Last week, the WSJ presented the news that Amazon (NASDAQ:AMZN) was, once again, planning to sell wine online. This was not Amazon's first, or even second, attempt at doing so. This constituted its third attempt, and the details of this new push bring with them some very interesting conclusions.
First a bit of history
In 2000, Amazon bought a 45% stake in WineShopper.com. Wineshopper.com then merged with Wine.com, but the dotcom bust intervened and wine.com went bust during 2001, with its assets being bought by eVineyard. Since then, wine.com lives on but with different owners, putting an end to Amazon's first attempt at selling wine online.
Back in 2009, again Amazon.com tried to enter this business, setting up meetings with producers and lining up a distribution partner.

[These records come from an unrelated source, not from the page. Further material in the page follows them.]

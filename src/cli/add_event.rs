use anyhow::Result;
use serde_json::{Map, Value};

use carekg::config::CarekgConfig;

/// Record an event through the session's `add_event` tool and print the reply.
///
/// The graph lives only for this process, so the change is visible afterwards
/// only through `knowledge.snapshot_path` when one is configured.
#[allow(clippy::too_many_arguments)]
pub fn add_event(
    config: &CarekgConfig,
    event: String,
    participants: Vec<String>,
    predicate: String,
    description: String,
    time: String,
    day: String,
    location: String,
) -> Result<()> {
    let session = crate::server::build_session(config)?;

    let mut args = Map::new();
    args.insert("node_names".into(), participants.into());
    args.insert("predicate".into(), predicate.into());
    args.insert("event".into(), event.into());
    args.insert("description".into(), description.into());
    args.insert("time".into(), time.into());
    args.insert("day".into(), day.into());
    args.insert("location".into(), location.into());

    match session.registry().invoke("add_event", &args)? {
        Value::String(reply) => println!("{reply}"),
        other => println!("{other}"),
    }
    Ok(())
}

However, the ambitious expansion plans were too much for this logistics partner, New Vine Logistics. The logistic partner went under and that put the kibosh on Amazon's second attempt.
So here we are today, and yet again Amazon is meeting with producers and ready to launch its third attempt at selling wine online. This repeated insistence is not a surprise, since wine is reputedly one of the "not available" products which shoppers most frequently search for on Amazon.
The third attempt
Amazon's third attempt at selling wine online has a couple of interesting details which form the basis of this article. These are:
- The producers will pay a sales commission of 15% of the sales price;
- The producers will handle shipping.
What's so interesting?
Back in 2009, Amazon was expected to pay the wineries 47% of the selling price. It would thus retain 53% of the selling price for margins, distribution, returns, etc. This number shows us how hard it is to distribute physical goods, because right now Amazon is willing to take only 15% of the selling price as long as it gets rid of the shipping and associated hassles and costs.

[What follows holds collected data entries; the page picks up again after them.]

//! In-memory knowledge graph of people and events.
//!
//! A directed multigraph stored as explicit adjacency lists: every node keeps
//! its outgoing edges in insertion order, so text rendering (and therefore
//! embeddings) are reproducible. Nodes carry a version stamp that is bumped
//! whenever their rendered text changes, which the embedding index uses to
//! detect stale vectors.

pub mod types;

use std::collections::{HashMap, HashSet, VecDeque};

use serde::{Deserialize, Serialize};

use crate::error::{Error, Result};
use types::{Edge, EventData, Node, NodeData, NodeType, PersonData};

/// A `(source, relation, target)` connection from configuration, optionally
/// mirrored in the opposite direction.
#[derive(Debug, Clone, PartialEq, Eq, Serialize, Deserialize)]
#[serde(from = "RawConnection", into = "RawConnection")]
pub struct Connection {
    pub source: String,
    pub relation: String,
    pub target: String,
    pub bidirectional: bool,
}

impl Connection {
    pub fn new(
        source: impl Into<String>,
        relation: impl Into<String>,
        target: impl Into<String>,
    ) -> Self {
        Self {
            source: source.into(),
            relation: relation.into(),
            target: target.into(),
            bidirectional: false,
        }
    }

    pub fn bidirectional(mut self) -> Self {
        self.bidirectional = true;
        self
    }
}

/// Wire form: `["a", "loves", "b"]` or `["a", "loves", "b", true]`.
#[derive(Serialize, Deserialize)]
#[serde(untagged)]
enum RawConnection {
    Directed(String, String, String),
    Flagged(String, String, String, bool),
}

impl From<RawConnection> for Connection {
    fn from(raw: RawConnection) -> Self {
        match raw {
            RawConnection::Directed(source, relation, target) => Self {
                source,
                relation,
                target,
                bidirectional: false,
            },
            RawConnection::Flagged(source, relation, target, bidirectional) => Self {
                source,
                relation,
                target,
                bidirectional,
            },
        }
    }
}

impl From<Connection> for RawConnection {
    fn from(c: Connection) -> Self {
        if c.bidirectional {
            RawConnection::Flagged(c.source, c.relation, c.target, true)
        } else {
            RawConnection::Directed(c.source, c.relation, c.target)
        }
    }
}

/// Directed multigraph over person and event nodes.
#[derive(Debug, Clone, Default)]
pub struct KnowledgeGraph {
    nodes: Vec<Node>,
    index: HashMap<String, usize>,
    /// Outgoing edges, parallel to `nodes`.
    outgoing: Vec<Vec<Edge>>,
}

impl KnowledgeGraph {
    pub fn new() -> Self {
        Self::default()
    }

    /// Build a graph from configuration: people first, then events, then
    /// connections, so connections may reference either kind.
    pub fn from_config(
        people: impl IntoIterator<Item = (String, PersonData)>,
        events: impl IntoIterator<Item = (String, EventData)>,
        connections: impl IntoIterator<Item = Connection>,
    ) -> Result<Self> {
        let mut kg = Self::new();
        for (id, person) in people {
            kg.add_person(id, person)?;
        }
        for (id, event) in events {
            kg.add_event(id, event)?;
        }
        for c in connections {
            kg.connect(&c.source, &c.target, &c.relation, c.bidirectional)?;
        }
        tracing::info!(
            nodes = kg.len(),
            edges = kg.edge_count(),
            "knowledge graph built from config"
        );
        Ok(kg)
    }

    pub fn add_person(&mut self, id: impl Into<String>, person: PersonData) -> Result<String> {
        self.insert(id.into(), NodeData::Person(person))
    }

    pub fn add_event(&mut self, id: impl Into<String>, event: EventData) -> Result<String> {
        self.insert(id.into(), NodeData::Event(event))
    }

    fn insert(&mut self, id: String, data: NodeData) -> Result<String> {
        if id.trim().is_empty() {
            return Err(Error::EmptyNodeId);
        }
        if self.index.contains_key(&id) {
            return Err(Error::DuplicateNode(id));
        }
        let data = data.validated(&id)?;
        tracing::debug!(id = %id, node_type = %data.node_type(), "node added");
        self.index.insert(id.clone(), self.nodes.len());
        self.nodes.push(Node {
            id: id.clone(),
            data,
            version: 1,
        });
        self.outgoing.push(Vec::new());
        Ok(id)
    }

    /// Add a `src -(relation)-> dest` edge, plus the reverse edge when
    /// `bidirectional` is set. Both endpoints must already exist.
    pub fn connect(&mut self, src: &str, dest: &str, relation: &str, bidirectional: bool) -> Result<()> {
        let src_idx = self.position(src)?;
        let dest_idx = self.position(dest)?;

        self.push_edge(src_idx, dest, relation);
        if bidirectional {
            self.push_edge(dest_idx, src, relation);
        }
        tracing::debug!(src, relation, dest, bidirectional, "nodes connected");
        Ok(())
    }

    fn push_edge(&mut self, from_idx: usize, to: &str, relation: &str) {
        let source = self.nodes[from_idx].id.clone();
        self.outgoing[from_idx].push(Edge {
            source,
            target: to.to_string(),
            relation: relation.to_string(),
        });
        // Outgoing edges are part of the node's text.
        self.nodes[from_idx].version += 1;
    }

    fn position(&self, id: &str) -> Result<usize> {
        self.index
            .get(id)
            .copied()
            .ok_or_else(|| Error::UnknownNode(id.to_string()))
    }

    pub fn contains(&self, id: &str) -> bool {
        self.index.contains_key(id)
    }

    pub fn node(&self, id: &str) -> Result<&Node> {
        Ok(&self.nodes[self.position(id)?])
    }

    /// Current version stamp of a node, or `None` if it does not exist.
    pub fn version_of(&self, id: &str) -> Option<u64> {
        self.index.get(id).map(|&i| self.nodes[i].version)
    }

    /// All node ids in insertion order.
    pub fn get_nodes(&self) -> Vec<String> {
        self.nodes.iter().map(|n| n.id.clone()).collect()
    }

    /// All nodes in insertion order.
    pub fn nodes(&self) -> impl Iterator<Item = &Node> {
        self.nodes.iter()
    }

    /// Ids of all nodes of one type, in insertion order.
    pub fn nodes_of_type(&self, node_type: NodeType) -> Vec<String> {
        self.nodes
            .iter()
            .filter(|n| n.node_type() == node_type)
            .map(|n| n.id.clone())
            .collect()
    }

    pub fn edges_from(&self, id: &str) -> Result<&[Edge]> {
        Ok(&self.outgoing[self.position(id)?])
    }

    /// Every edge, grouped by source node in insertion order.
    pub fn edges(&self) -> impl Iterator<Item = &Edge> {
        self.outgoing.iter().flatten()
    }

    pub fn len(&self) -> usize {
        self.nodes.len()
    }

    pub fn is_empty(&self) -> bool {
        self.nodes.is_empty()
    }

    pub fn edge_count(&self) -> usize {
        self.outgoing.iter().map(Vec::len).sum()
    }

    /// Nodes reachable from `id` in at most `max_distance` directed hops,
    /// including `id` itself, each listed once in BFS discovery order.
    pub fn get_neighbors(&self, id: &str, max_distance: usize) -> Result<Vec<String>> {
        let start = self.position(id)?;

        let mut visited = HashSet::from([start]);
        let mut order = vec![start];
        let mut queue = VecDeque::from([(start, 0usize)]);

        while let Some((idx, dist)) = queue.pop_front() {
            if dist == max_distance {
                continue;
            }
            for edge in &self.outgoing[idx] {
                let next = self.index[&edge.target];
                if visited.insert(next) {
                    order.push(next);
                    queue.push_back((next, dist + 1));
                }
            }
        }

        Ok(order.into_iter().map(|i| self.nodes[i].id.clone()).collect())
    }

    /// Render a node's attributes followed by its outgoing relations, e.g.
    /// `"alice loves user. attended picnic1."` on the final line.
    pub fn node_to_text(&self, id: &str) -> Result<String> {
        let idx = self.position(id)?;
        let mut text = self.nodes[idx].data.to_text();
        let edges = &self.outgoing[idx];
        if !edges.is_empty() {
            text.push('\n');
            text.push_str(id);
            for edge in edges {
                text.push_str(&format!(" {} {}.", edge.relation, edge.target));
            }
        }
        Ok(text)
    }

    /// Render several nodes in the given order, separated by a blank line.
    pub fn nodes_to_text<S: AsRef<str>>(&self, ids: &[S]) -> Result<String> {
        let texts = ids
            .iter()
            .map(|id| self.node_to_text(id.as_ref()))
            .collect::<Result<Vec<_>>>()?;
        Ok(texts.join("\n\n"))
    }
}

#[cfg(test)]
mod tests {
    use super::*;
    use std::collections::HashSet;

    fn family() -> KnowledgeGraph {
        let mut kg = KnowledgeGraph::new();
        kg.add_person("user", PersonData::new("Margaret", 81)).unwrap();
        kg.add_person("alice", PersonData::new("Alice", 52)).unwrap();
        kg.add_person("tom", PersonData::new("Tom", 19)).unwrap();
        kg.connect("user", "alice", "hasChild", false).unwrap();
        kg.connect("alice", "tom", "hasChild", false).unwrap();
        kg
    }

    #[test]
    fn duplicate_id_is_rejected_across_types() {
        let mut kg = family();
        let err = kg
            .add_event("alice", EventData::new("x", "", "10:00", "Monday", ""))
            .unwrap_err();
        assert!(matches!(err, Error::DuplicateNode(id) if id == "alice"));
    }

    #[test]
    fn connect_requires_existing_endpoints() {
        let mut kg = family();
        assert!(matches!(
            kg.connect("user", "nobody", "knows", false),
            Err(Error::UnknownNode(id)) if id == "nobody"
        ));
        assert!(matches!(
            kg.connect("nobody", "user", "knows", false),
            Err(Error::UnknownNode(_))
        ));
        assert_eq!(kg.edge_count(), 2, "failed connect must not add edges");
    }

    #[test]
    fn bidirectional_creates_two_plain_edges() {
        let mut kg = family();
        kg.connect("user", "tom", "loves", true).unwrap();
        assert!(kg.edges_from("user").unwrap().iter().any(|e| e.target == "tom"));
        assert!(kg.edges_from("tom").unwrap().iter().any(|e| e.target == "user" && e.relation == "loves"));
    }

    #[test]
    fn parallel_edges_are_kept() {
        let mut kg = family();
        kg.connect("user", "alice", "loves", false).unwrap();
        let relations: Vec<_> = kg
            .edges_from("user")
            .unwrap()
            .iter()
            .map(|e| e.relation.as_str())
            .collect();
        assert_eq!(relations, vec!["hasChild", "loves"]);
    }

    #[test]
    fn neighbors_respect_direction_and_distance() {
        let kg = family();
        assert_eq!(kg.get_neighbors("user", 0).unwrap(), vec!["user"]);
        assert_eq!(kg.get_neighbors("user", 1).unwrap(), vec!["user", "alice"]);
        assert_eq!(kg.get_neighbors("user", 2).unwrap(), vec!["user", "alice", "tom"]);
        // No edge points back to the user.
        assert_eq!(kg.get_neighbors("tom", 5).unwrap(), vec!["tom"]);
    }

    #[test]
    fn neighbors_terminate_on_cycles() {
        let mut kg = family();
        kg.connect("tom", "user", "visits", false).unwrap();
        let set: HashSet<_> = kg.get_neighbors("user", 10).unwrap().into_iter().collect();
        assert_eq!(set.len(), 3);
    }

    #[test]
    fn neighbors_of_unknown_node_fail() {
        assert!(matches!(
            family().get_neighbors("ghost", 1),
            Err(Error::UnknownNode(_))
        ));
    }

    #[test]
    fn node_text_lists_outgoing_relations_in_insertion_order() {
        let mut kg = family();
        kg.connect("user", "tom", "loves", false).unwrap();
        assert_eq!(
            kg.node_to_text("user").unwrap(),
            "name: Margaret\nage: 81\nuser hasChild alice. loves tom."
        );
        assert_eq!(kg.node_to_text("tom").unwrap(), "name: Tom\nage: 19");
    }

    #[test]
    fn nodes_to_text_joins_with_blank_line() {
        let kg = family();
        let text = kg.nodes_to_text(&["tom", "alice"]).unwrap();
        assert_eq!(text, "name: Tom\nage: 19\n\nname: Alice\nage: 52\nalice hasChild tom.");
    }

    #[test]
    fn connect_bumps_source_version_only() {
        let mut kg = family();
        let user_v = kg.version_of("user").unwrap();
        let tom_v = kg.version_of("tom").unwrap();
        kg.connect("user", "tom", "loves", false).unwrap();
        assert!(kg.version_of("user").unwrap() > user_v);
        assert_eq!(kg.version_of("tom").unwrap(), tom_v);
    }

    #[test]
    fn from_config_applies_people_events_then_connections() {
        let kg = KnowledgeGraph::from_config(
            vec![("user".to_string(), PersonData::new("Margaret", 81))],
            vec![(
                "bingo".to_string(),
                EventData::new("Bingo", "Weekly bingo", "15:00", "tuesday", "Hall"),
            )],
            vec![Connection::new("user", "attends", "bingo").bidirectional()],
        )
        .unwrap();
        assert_eq!(kg.get_nodes(), vec!["user", "bingo"]);
        assert_eq!(kg.edge_count(), 2);
        match &kg.node("bingo").unwrap().data {
            NodeData::Event(e) => assert_eq!(e.day, "Tuesday"),
            other => panic!("expected event, got {other:?}"),
        }
    }

    #[test]
    fn connection_parses_triples_and_flagged_quads() {
        let parsed: Vec<Connection> =
            serde_json::from_str(r#"[["a","knows","b"],["b","loves","c",true]]"#).unwrap();
        assert_eq!(parsed[0], Connection::new("a", "knows", "b"));
        assert_eq!(parsed[1], Connection::new("b", "loves", "c").bidirectional());
    }
}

Take a minute to let that sink in. The whole story for Amazon's recent earnings weakness is this incredibly massive investment in physical distribution capacity. Yet, as Amazon prepares to expand into a new business, the defining characteristic of that expansion is for Amazon to not use its own distribution infrastructure in it! That's the truth the wine is revealing to us. That quite possibly, whatever little money Amazon makes today, it's making it in the stuff third parties sell through its website but Amazon doesn't ship, not on the stuff Amazon sells and ships, and where it's plowing billions into infrastructure investments.

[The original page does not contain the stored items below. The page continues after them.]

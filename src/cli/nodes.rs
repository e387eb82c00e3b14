use anyhow::Result;

use carekg::config::CarekgConfig;
use carekg::session::lock;

/// List every node with its type and label.
pub fn nodes(config: &CarekgConfig) -> Result<()> {
    let session = crate::server::build_session(config)?;
    let retriever = lock(session.retriever())?;
    let graph = retriever.graph();

    println!("{} node(s), {} edge(s)\n", graph.len(), graph.edge_count());
    for node in graph.nodes() {
        println!("  [{}] {} — {}", node.node_type(), node.id, node.data.label());
        for edge in graph.edges_from(&node.id)? {
            println!("      {} → {}", edge.relation, edge.target);
        }
    }
    Ok(())
}

/// Print the function declarations handed to a chat model.
pub fn tools(config: &CarekgConfig) -> Result<()> {
    let session = crate::server::build_session(config)?;
    let declarations = session.registry().declarations();
    println!("{}", serde_json::to_string_pretty(&declarations)?);
    Ok(())
}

This has another obvious consequence. If Amazon is reliant on third parties selling and shipping, then it's no use for Amazon to spend huge amounts of money trying to have an excellent fulfillment service, because the fulfillment quality will unavoidably be inconsistent, since Amazon.com won't be providing a lot of it.
Amazon's third attempt at expanding its business to selling wine online brings with it a few truths. Namely:
- Amazon recognizes that selling stuff online but not handling the shipping might be better for its profitability. It's thus better for it to just charge a sales commission on third parties' sales, and then let them handle shipping;
- Amazon thus shows that the huge investments in fulfillment capacity are probably misguided and won't thus be very helpful for profits;
- And finally, Amazon makes it impossible to compete on service, since a good part of the fulfillment service will be provided by third parties whose quality consistency Amazon has no way of controlling.
Finally, Amazon trades at 365 times 2012 estimated earnings and its earnings are falling. It's also likely that 2013 estimates will continue to be revised lower. At its present valuation, Amazon is a bubble.
Disclosure: I am short AMZN. I wrote this article myself, and it expresses my own opinions. I am not receiving compensation for it (other than from Seeking Alpha). I have no business relationship with any company whose stock is mentioned in this article.